Saved data entries
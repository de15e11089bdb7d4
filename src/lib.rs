//! Page behavior for the todo-list pages, compiled to WebAssembly.
//!
//! The crate binds three independent behaviors to server-rendered markup:
//! right-click reveals a link row's edit-links panel (any other click hides
//! it again), task checkboxes restyle their labels as completed, and
//! `openForm`/`closeForm` show and hide the login popup.
//!
//! All decisions are made by the browser-free [`engine::PageCore`]; the
//! `hydrate` feature adds the `dom` layer that resolves elements, installs
//! listeners and applies the core's [`engine::Action`]s.
//!
//! ## Module layout
//!
//! | Module | Role |
//! |--------|------|
//! | [`engine`] | Event reducer and the actions it emits |
//! | [`page`] | Presentational state (visibility, completion) |
//! | [`event`] | Page events resolved from DOM events |
//! | [`pairing`] | Link-row and checkbox/label pairing rules |
//! | [`config`] | Selectors and pairing strategy |
//! | [`error`] | Error taxonomy |
//! | [`consts`] | Default selectors and CSS values |
//! | `dom` | Browser binding and JS exports (feature `hydrate`) |

pub mod config;
pub mod consts;
#[cfg(feature = "hydrate")]
pub mod dom;
pub mod engine;
pub mod error;
pub mod event;
pub mod page;
pub mod pairing;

▶ [WHAT YOU ARE ASKED TO DO]:
Find how many lines in the data above include the string "hydrate", and give that number alone.

▶ [RESPONSE FOR THIS EXERCISE]:
3